How does HIV cross the mucosal barrier?

There are several feasible routes by which HIV transmission might occur across the genital mucosal epithelium, and which one predominates in ‘the real world’ is a matter of ongoing debate. Most studies have focused on HIV transmission across the female genital mucosa, probably related to practical issues of mucosal sampling. Our understanding of the mucosal mechanisms of HIV transmission after penile HIV exposure is lacking, particularly for circumcised men.

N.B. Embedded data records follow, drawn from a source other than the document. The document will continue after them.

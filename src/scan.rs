//! Filepath: src/scan.rs
//!
//! Breadth-first enumeration of the subtree under a prefix's anchor node.
//!
//! [`Trie::scan_prefix`](crate::Trie::scan_prefix) descends to the node the
//! prefix ends at (the anchor) and hands it to a [`PrefixScanner`], which
//! walks the subtree with a work queue: the front node is expanded into its
//! existing children in ascending bit order, each child's key is the
//! parent's key plus one decoded symbol, value-carrying children become
//! results, and every child is enqueued for further expansion. The yield
//! order is therefore breadth-first by depth, ties broken by ascending
//! symbol code: equivalently, ascending `(key length, symbol codes)`.

use std::collections::VecDeque;
use std::sync::Arc;

use crate::node::Node;
use crate::symbol;

/// Lazy breadth-first iterator over `(key, value)` pairs under one prefix.
///
/// The anchor's own value, if any, is the first entry. Keys are
/// materialized one expansion at a time; nothing below the queue front has
/// been visited yet when an entry is handed out.
///
/// Like every trie operation, the scanner holds at most one node lock at a
/// time, so a scan racing a concurrent removal may still yield entries from
/// an already-detached suffix. See the concurrency notes on
/// [`Trie`](crate::Trie).
pub struct PrefixScanner<V> {
    /// Nodes awaiting expansion, each paired with its accumulated key.
    queue: VecDeque<(String, Arc<Node<V>>)>,

    /// Results discovered by the latest expansion, not yet handed out.
    ready: VecDeque<(String, Arc<V>)>,
}

impl<V> PrefixScanner<V> {
    /// Scanner over the subtree rooted at `anchor`, whose accumulated key
    /// is `prefix`.
    pub(crate) fn new(prefix: String, anchor: Arc<Node<V>>) -> Self {
        let mut ready: VecDeque<(String, Arc<V>)> = VecDeque::new();
        if let Some(value) = anchor.read().value.clone() {
            ready.push_back((prefix.clone(), value));
        }

        let mut queue: VecDeque<(String, Arc<Node<V>>)> = VecDeque::new();
        queue.push_back((prefix, anchor));

        Self { queue, ready }
    }

    /// Scanner that yields nothing, for prefixes whose path is absent.
    pub(crate) const fn empty() -> Self {
        Self {
            queue: VecDeque::new(),
            ready: VecDeque::new(),
        }
    }
}

impl<V> Iterator for PrefixScanner<V> {
    type Item = (String, Arc<V>);

    fn next(&mut self) -> Option<Self::Item> {
        loop {
            if let Some(entry) = self.ready.pop_front() {
                return Some(entry);
            }

            let (key, node) = self.queue.pop_front()?;

            // Snapshot the child edges under this node's lock, then release
            // it before any child is touched.
            let edges: Vec<(u8, Arc<Node<V>>)> = {
                let inner = node.read();
                inner
                    .children()
                    .map(|(bit, child)| (bit, Arc::clone(child)))
                    .collect()
            };

            for (bit, child) in edges {
                let mut child_key: String = key.clone();
                child_key.push(symbol::decode(bit));

                if let Some(value) = child.read().value.clone() {
                    self.ready.push_back((child_key.clone(), value));
                }

                self.queue.push_back((child_key, child));
            }
        }
    }
}
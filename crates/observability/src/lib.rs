//! Process-wide tracing/logging setup.

use tracing_subscriber::EnvFilter;

/// Initialize structured logging for the process.
///
/// JSON output, filterable via `RUST_LOG` (default `info`). Safe to call
/// multiple times; subsequent calls are no-ops.
pub fn init() {
    let filter = EnvFilter::try_from_default_env().unwrap_or_else(|_| EnvFilter::new("info"));

    let _ = tracing_subscriber::fmt()
        .with_env_filter(filter)
        .json()
        .with_timer(tracing_subscriber::fmt::time::SystemTime)
        .with_target(false)
        .try_init();
}
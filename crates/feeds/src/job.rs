//! The submission job: one asynchronous unit of work handed to the external
//! system, and its processing-status lifecycle.

use chrono::{DateTime, Utc};
use serde::{Deserialize, Serialize};

use marketfeed_core::{FeedJobId, TenantId};

/// Which feed a payload belongs to.
#[derive(Debug, Copy, Clone, PartialEq, Eq, Hash, Serialize, Deserialize)]
#[serde(rename_all = "snake_case")]
pub enum FeedKind {
    ProductData,
    Pricing,
    InventoryAvailability,
    /// Deletions ride the product feed type with a Delete operation.
    ProductDelete,
}

impl FeedKind {
    /// Feed-type code the external API expects.
    pub fn external_code(&self) -> &'static str {
        match self {
            FeedKind::ProductData | FeedKind::ProductDelete => "_POST_PRODUCT_DATA_",
            FeedKind::Pricing => "_POST_PRODUCT_PRICING_DATA_",
            FeedKind::InventoryAvailability => "_POST_INVENTORY_AVAILABILITY_DATA_",
        }
    }
}

/// Processing status of a submission job.
///
/// `Submitted`/`InProgress` come from the status listing; the `Done*`
/// variants and `DataCorruption` are assigned by reconciliation after the
/// result document is fetched and verified. Codes we do not model are kept
/// raw in `Other` rather than dropped.
#[derive(Debug, Clone, PartialEq, Eq, Serialize, Deserialize)]
#[serde(rename_all = "snake_case")]
pub enum ProcessingStatus {
    Submitted,
    InProgress,
    Done,
    Cancelled,
    DoneWithError,
    DoneWithWarning,
    DoneWithErrorAndWarning,
    /// Result document failed checksum verification; never treated as success.
    DataCorruption,
    Other(String),
}

impl ProcessingStatus {
    /// Map a raw status code from the external status listing.
    pub fn from_external(code: &str) -> Self {
        match code {
            "_SUBMITTED_" => ProcessingStatus::Submitted,
            "_IN_PROGRESS_" => ProcessingStatus::InProgress,
            "_DONE_" => ProcessingStatus::Done,
            "_CANCELLED_" => ProcessingStatus::Cancelled,
            other => ProcessingStatus::Other(other.to_string()),
        }
    }

    /// Whether reconciliation still needs to look at this job.
    pub fn is_outstanding(&self) -> bool {
        matches!(self, ProcessingStatus::Submitted | ProcessingStatus::InProgress)
    }

    fn label(&self) -> &str {
        match self {
            ProcessingStatus::Submitted => "SUBMITTED",
            ProcessingStatus::InProgress => "IN_PROGRESS",
            ProcessingStatus::Done => "DONE",
            ProcessingStatus::Cancelled => "CANCELLED",
            ProcessingStatus::DoneWithError => "DONE_WITH_ERROR",
            ProcessingStatus::DoneWithWarning => "DONE_WITH_WARNING",
            ProcessingStatus::DoneWithErrorAndWarning => "DONE_WITH_ERROR_AND_WITH_WARNING",
            ProcessingStatus::DataCorruption => "DATA_CORRUPTION",
            ProcessingStatus::Other(code) => code,
        }
    }
}

/// Classify a verified result document.
///
/// The DONE variant is picked from the error/warning counts in the
/// processing summary. A top-level status code other than "Complete" is
/// folded into the label (e.g. `Cancelled_DONE_WITH_ERROR`) so the raw
/// outcome stays visible instead of being normalized away.
pub fn classify_result(status_code: &str, errors: u64, warnings: u64) -> ProcessingStatus {
    let base = match (errors > 0, warnings > 0) {
        (false, false) => ProcessingStatus::Done,
        (true, false) => ProcessingStatus::DoneWithError,
        (false, true) => ProcessingStatus::DoneWithWarning,
        (true, true) => ProcessingStatus::DoneWithErrorAndWarning,
    };
    if status_code == "Complete" {
        base
    } else {
        ProcessingStatus::Other(format!("{status_code}_{}", base.label()))
    }
}

/// One feed submission job. Created once per successful external submission
/// call; status moves only through the reconciliation poller. Never deleted
/// by normal flow; the per-record history is append-only.
#[derive(Debug, Clone, PartialEq, Eq, Serialize, Deserialize)]
pub struct FeedJob {
    pub id: FeedJobId,
    /// Job id assigned by the external system.
    pub external_id: String,
    pub kind: FeedKind,
    pub tenant_id: TenantId,
    pub submitted_at: DateTime<Utc>,
    pub started_at: Option<DateTime<Utc>>,
    pub completed_at: Option<DateTime<Utc>>,
    pub status: ProcessingStatus,
}

impl FeedJob {
    pub fn submitted(
        tenant_id: TenantId,
        kind: FeedKind,
        external_id: impl Into<String>,
        submitted_at: DateTime<Utc>,
    ) -> Self {
        Self {
            id: FeedJobId::new(),
            external_id: external_id.into(),
            kind,
            tenant_id,
            submitted_at,
            started_at: None,
            completed_at: None,
            status: ProcessingStatus::Submitted,
        }
    }
}

#[cfg(test)]
mod tests {
    use super::*;

    #[test]
    fn external_codes_round_trip_for_known_statuses() {
        assert_eq!(ProcessingStatus::from_external("_SUBMITTED_"), ProcessingStatus::Submitted);
        assert_eq!(ProcessingStatus::from_external("_IN_PROGRESS_"), ProcessingStatus::InProgress);
        assert_eq!(ProcessingStatus::from_external("_DONE_"), ProcessingStatus::Done);
        assert_eq!(ProcessingStatus::from_external("_CANCELLED_"), ProcessingStatus::Cancelled);
    }

    #[test]
    fn unknown_raw_codes_are_preserved() {
        assert_eq!(
            ProcessingStatus::from_external("_IN_SAFETY_NET_"),
            ProcessingStatus::Other("_IN_SAFETY_NET_".into())
        );
    }

    #[test]
    fn only_submitted_and_in_progress_are_outstanding() {
        assert!(ProcessingStatus::Submitted.is_outstanding());
        assert!(ProcessingStatus::InProgress.is_outstanding());
        assert!(!ProcessingStatus::Done.is_outstanding());
        assert!(!ProcessingStatus::DataCorruption.is_outstanding());
        assert!(!ProcessingStatus::Other("_UNCONFIRMED_".into()).is_outstanding());
    }

    #[test]
    fn classification_matrix() {
        assert_eq!(classify_result("Complete", 0, 0), ProcessingStatus::Done);
        assert_eq!(classify_result("Complete", 2, 0), ProcessingStatus::DoneWithError);
        assert_eq!(classify_result("Complete", 0, 3), ProcessingStatus::DoneWithWarning);
        assert_eq!(
            classify_result("Complete", 1, 1),
            ProcessingStatus::DoneWithErrorAndWarning
        );
    }

    #[test]
    fn non_complete_status_code_folds_into_the_label() {
        assert_eq!(
            classify_result("Cancelled", 0, 0),
            ProcessingStatus::Other("Cancelled_DONE".into())
        );
        assert_eq!(
            classify_result("Cancelled", 4, 0),
            ProcessingStatus::Other("Cancelled_DONE_WITH_ERROR".into())
        );
    }
}
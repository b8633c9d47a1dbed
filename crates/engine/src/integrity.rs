//! Result-document integrity verification.
//!
//! The provider sends a Content-MD5 header with each result document:
//! base64 of the raw MD5 digest. A mismatch means the body was corrupted in
//! transit and must not be interpreted.

use base64::Engine as _;
use base64::engine::general_purpose::STANDARD as BASE64;
use md5::{Digest, Md5};

/// Compute the Content-MD5 value for a body: base64(md5(body)).
pub fn content_md5(body: &[u8]) -> String {
    BASE64.encode(Md5::digest(body))
}

/// Compare a body against the provider-supplied checksum header.
pub fn verify_checksum(body: &[u8], checksum_header: &str) -> bool {
    content_md5(body) == checksum_header.trim()
}

#[cfg(test)]
mod tests {
    use super::*;

    #[test]
    fn known_digest_of_empty_body() {
        assert_eq!(content_md5(b""), "1B2M2Y8AsgTpgAmY7PhCfg==");
    }

    #[test]
    fn known_digest_of_hello_world() {
        assert_eq!(content_md5(b"hello world"), "XrY7u+Ae7tCTyyK7j1rNww==");
    }

    #[test]
    fn verification_tolerates_header_whitespace() {
        assert!(verify_checksum(b"hello world", " XrY7u+Ae7tCTyyK7j1rNww== "));
    }

    #[test]
    fn tampered_body_fails_verification() {
        let header = content_md5(b"original body");
        assert!(!verify_checksum(b"original bodY", &header));
    }
}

In the female genital tract (FGT), HIV can be transmitted ex vivo by either cell-associated or cell-free virus, although there is a suggestion that transmission after exposure to cell-associated virus may be more efficient; both are present in the semen of an HIV-infected male partner.10–12 Whichever mode is responsible for transmission, the virus must make its way through several non-specific mucosal barriers, including the cervico-vaginal mucus and a low intravaginal pH, to interact with susceptible host target cells.13,14 It is likely that the initial cellular targets for HIV after mucosal inoculation are either activated CD4+ T cells or DCs/macrophages.10 Genital DCs lie within the subepithelial lining and are potent antigen presenting cells that may express a surface adhesion molecule known as Dendritic Cell-Specific Intracellular adhesion molecule-3 Grabbing Non-integrin (DC-SIGN).15,16 This adhesion molecule binds and internalizes HIV virions, generally in the absence of productive DC infection, a process that may induce DC activation, maturation and migration to the submucosa and/or regional lymph nodes, where DC-associated antigens are presented to CD4+ T cells and productive infection may occur.15,17,18 In addition, mucosal T cells are relatively plentiful, and while CD8+ T cells predominate intraepithelially, the CD4/CD8+ T-cell ratio in the submucosa is similar to that in blood. In an ex vivo model of the vaginal epithelium, the initial HIV cellular targets were activated CD4+ T cells and intraepithelial Langerhans cells, through independent mechanisms, with the former appearing to be the most efficient.19 Whether the same holds for transmission across the cervical epithelium is not clear, and it may be that transmission is more common across the cervical epithelial monolayer than the more robust pluristratified squamous vaginal epithelium. Regardless, it is likely that any natural or external factors that increase the number of genital mucosal DCs or activated CD4+ T cells will increase the probability of HIV acquisition after exposure.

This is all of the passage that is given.